We walked up some stairs (the floor and walls were pink for some reason. Pink and yellow.) and across this space towards the right side of the concession stand. We were goofing off, he was kicking at me and pushing, we were laughing. He kept kicking me on the inside of my knees to make me fall. Then I bent down and grabbed both his ankles and pulled sharply. He was so light-weight that he flew up into the air and his entire body weight fell back down on the back of his head… sharply on the hard hard floor. I heard the most horrible *crack* echo at impact… the sound was so sickening. The dread realizations at that instant were all I could think about… If someone told me at that moment that this was all a dream, I’d have not believed them. I felt lucid at that instant. I was aware of my own consciousness, my breathing, my surroundings, the people all around us staring at him… faces at the windows all around…. They were mostly old people staring at me… staring at my carelessness, incompetence…
I bent down to help my friend. He leaned forward and I held him. He wasn’t shaking, or crying… but his eyes were wet and he was scared. I was scared. And I was terrified to touch the back of his head… I just hugged him, hoping that he would stay alive like that. I was thinking about a conversation we’d had before… about some kind of head injury he’d suffered in the past… a crack in his skull a long time ago, and for some reason I knew this new crack was perpendicular to the old crack… Finally I reached up and touched his head… and I could feel where the solid skull gave way beneath the skin… I felt so sick to my stomach… and I felt so much guilt and sorrow. “We have to get you to a hospital” I said…. And then I remember nothing else from that dream.

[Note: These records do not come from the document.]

// SPDX-FileCopyrightText: 2026 Brandmeet Contributors
// SPDX-License-Identifier: MIT OR Apache-2.0

//! State for the messages screen.
//!
//! The view owns its realtime subscription: opening the screen subscribes
//! once, dropping the view unsubscribes once. Send and refresh failures
//! surface as transient notices; the view itself never aborts.

use std::sync::Arc;

use tracing::{debug, warn};

use brandmeet_core::BrandmeetError;
use brandmeet_core::traits::{MessageSubscription, NewMessage, RealtimeBackend, TableBackend};
use brandmeet_core::types::{Conversation, Message, Notice, ProfileId, Role, UserId};

use crate::conversations::fetch_conversations;

/// Validates and inserts a message row.
///
/// Whitespace-only content is rejected before any network traffic; the
/// composer disables the send button on the same condition, so hitting
/// this path means the caller skipped that check.
pub async fn send_message(
    tables: &dyn TableBackend,
    sender: UserId,
    receiver: UserId,
    content: &str,
) -> Result<Message, BrandmeetError> {
    let content = content.trim();
    if content.is_empty() {
        return Err(BrandmeetError::Validation(
            "message content must not be empty".into(),
        ));
    }
    tables
        .insert_message(NewMessage {
            sender_id: sender,
            receiver_id: receiver,
            content: content.to_owned(),
        })
        .await
}

/// Sends to a recipient known only by profile row, as from the directory's
/// detail dialog. Resolves the row to its owning user first; content
/// validation still happens before any lookup.
pub async fn send_message_to_profile(
    tables: &dyn TableBackend,
    sender: UserId,
    role: Role,
    profile: ProfileId,
    content: &str,
) -> Result<Message, BrandmeetError> {
    if content.trim().is_empty() {
        return Err(BrandmeetError::Validation(
            "message content must not be empty".into(),
        ));
    }
    let target = tables
        .profile_by_id(role, profile)
        .await?
        .ok_or_else(|| BrandmeetError::backend_msg("recipient profile no longer exists"))?;
    send_message(tables, sender, target.user_id(), content).await
}

/// The messages screen: conversation list, active thread, composer draft.
pub struct MessagesView {
    tables: Arc<dyn TableBackend>,
    current: Option<UserId>,
    conversations: Vec<Conversation>,
    selected: Option<UserId>,
    draft: String,
    is_sending: bool,
    notice: Option<Notice>,
    subscription: Option<MessageSubscription>,
}

impl MessagesView {
    /// Opens the screen: loads conversations and subscribes to live
    /// changes for the signed-in identity.
    ///
    /// `realtime` is `None` when live updates are configured off
    /// (`realtime.enabled = false`); the view then refreshes only on
    /// explicit refetch. A load failure leaves the list empty behind an
    /// error notice. A subscribe failure is logged and the screen runs
    /// without live updates; manual refresh still works.
    pub async fn open(
        tables: Arc<dyn TableBackend>,
        realtime: Option<Arc<dyn RealtimeBackend>>,
        current: Option<UserId>,
    ) -> Self {
        let mut view = Self {
            tables,
            current,
            conversations: Vec::new(),
            selected: None,
            draft: String::new(),
            is_sending: false,
            notice: None,
            subscription: None,
        };
        view.refresh().await;

        if let (Some(user), Some(realtime)) = (current, realtime) {
            match realtime.subscribe_messages(user).await {
                Ok(sub) => view.subscription = Some(sub),
                Err(err) => {
                    warn!(error = %err, "realtime subscribe failed, running without live updates");
                }
            }
        }
        view
    }

    /// Conversations, most recently active first.
    pub fn conversations(&self) -> &[Conversation] {
        &self.conversations
    }

    /// The thread currently open in the right-hand pane.
    pub fn selected_conversation(&self) -> Option<&Conversation> {
        let selected = self.selected?;
        self.conversations
            .iter()
            .find(|c| c.counterpart.user_id() == selected)
    }

    /// Opens the thread with `counterpart`. Selecting a counterpart with
    /// no conversation yet is allowed; the thread starts empty.
    pub fn select(&mut self, counterpart: UserId) {
        self.selected = Some(counterpart);
    }

    pub fn draft(&self) -> &str {
        &self.draft
    }

    pub fn set_draft(&mut self, text: impl Into<String>) {
        self.draft = text.into();
    }

    /// Whether the composer should accept a send right now.
    pub fn can_send(&self) -> bool {
        !self.is_sending
            && self.current.is_some()
            && self.selected.is_some()
            && !self.draft.trim().is_empty()
    }

    pub fn is_sending(&self) -> bool {
        self.is_sending
    }

    /// Takes the pending notice, if any, for the toast surface.
    pub fn take_notice(&mut self) -> Option<Notice> {
        self.notice.take()
    }

    /// Sends the composer draft to the selected counterpart.
    ///
    /// On success the draft clears and the list refreshes; on failure the
    /// draft is kept so the user can retry.
    pub async fn send_draft(&mut self) {
        let (Some(current), Some(receiver)) = (self.current, self.selected) else {
            self.notice = Some(Notice::error("select a conversation first"));
            return;
        };

        self.is_sending = true;
        let result = send_message(self.tables.as_ref(), current, receiver, &self.draft).await;
        self.is_sending = false;

        match result {
            Ok(row) => {
                debug!(message_id = %row.id, "message sent");
                self.draft.clear();
                self.notice = Some(Notice::success("message sent"));
                self.refresh().await;
            }
            Err(err) => {
                warn!(error = %err, "send failed");
                self.notice = Some(Notice::error("could not send message"));
            }
        }
    }

    /// Reloads the conversation list. Failures keep the previous list and
    /// raise an error notice.
    pub async fn refresh(&mut self) {
        match fetch_conversations(self.tables.as_ref(), self.current).await {
            Ok(conversations) => self.conversations = conversations,
            Err(err) => {
                warn!(error = %err, "conversation refresh failed");
                self.notice = Some(Notice::error("could not load messages"));
            }
        }
    }

    /// Drains queued realtime events and refreshes once if any arrived.
    ///
    /// Events carry no trusted payload beyond "something changed"; the
    /// refetch is the source of truth.
    pub async fn pump_changes(&mut self) {
        let mut dirty = false;
        if let Some(sub) = self.subscription.as_mut() {
            while let Some(event) = sub.try_recv() {
                debug!(kind = ?event.kind, "message change event");
                dirty = true;
            }
        }
        if dirty {
            self.refresh().await;
        }
    }

    /// Whether the view holds a live subscription.
    pub fn is_live(&self) -> bool {
        self.subscription.is_some()
    }
}
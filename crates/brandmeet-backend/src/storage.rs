// SPDX-FileCopyrightText: 2026 Brandmeet Contributors
// SPDX-License-Identifier: MIT OR Apache-2.0

//! Object storage client for avatar blobs.

use async_trait::async_trait;
use tracing::debug;

use brandmeet_core::traits::ObjectStore;
use brandmeet_core::BrandmeetError;

use crate::Backend;

#[async_trait]
impl ObjectStore for Backend {
    async fn upload(
        &self,
        bucket: &str,
        path: &str,
        bytes: Vec<u8>,
        content_type: &str,
    ) -> Result<(), BrandmeetError> {
        let url = format!("{}/storage/v1/object/{bucket}/{path}", self.shared.base_url);
        let size = bytes.len();

        let response = self
            .shared
            .authed(self.shared.http.post(&url))
            .header("Content-Type", content_type)
            .body(bytes)
            .send()
            .await
            .map_err(|e| BrandmeetError::Storage {
                message: format!("upload to {bucket}/{path} failed"),
                source: Some(Box::new(e)),
            })?;

        let status = response.status();
        if !status.is_success() {
            let body = response.text().await.unwrap_or_default();
            return Err(BrandmeetError::Storage {
                message: format!("upload to {bucket}/{path} returned {status}: {body}"),
                source: None,
            });
        }

        debug!(bucket, path, size, "object uploaded");
        Ok(())
    }

    fn public_url(&self, bucket: &str, path: &str) -> String {
        format!(
            "{}/storage/v1/object/public/{bucket}/{path}",
            self.shared.base_url
        )
    }
}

The most terrifying part of that dream is the fact that I know exactly why I had it. Last night, something happened between myself and Charley (which I won’t narrate here) that made me feel really horrible… I was afraid, terrified… and I felt the most profound guilt and heaviness…. The exact feelings I felt in my dream. So my dream wasn’t any kind of warning, or premonition. And it didn’t have anything to do with the friend who appeared in my dream. I fell asleep thinking about this friend of mine… contemplating the fact that I keep searching for love and friendships in new people and ‘boyfriends’ which are comparable to or similar to how I feel for him. Those were thoughts I fell asleep with… so it makes sense that he would appear in my dream. My dream was a nocturnal expression of the emotions I was feeling before I went to sleep… and the appearance of my friend in them just showed how seriously these emotions effected me… how deep they went…
Dreams are terrible, horrible frightening poems. Symbols of reality. Parallels of truth. Even though it was just a dream, my soul feels as if the terrible event really took place. Because my insides can distinguish no emotional or psychic difference between feelings generated by my best friend suffering that kind of injury and the events which took place the night before between myself and Charley.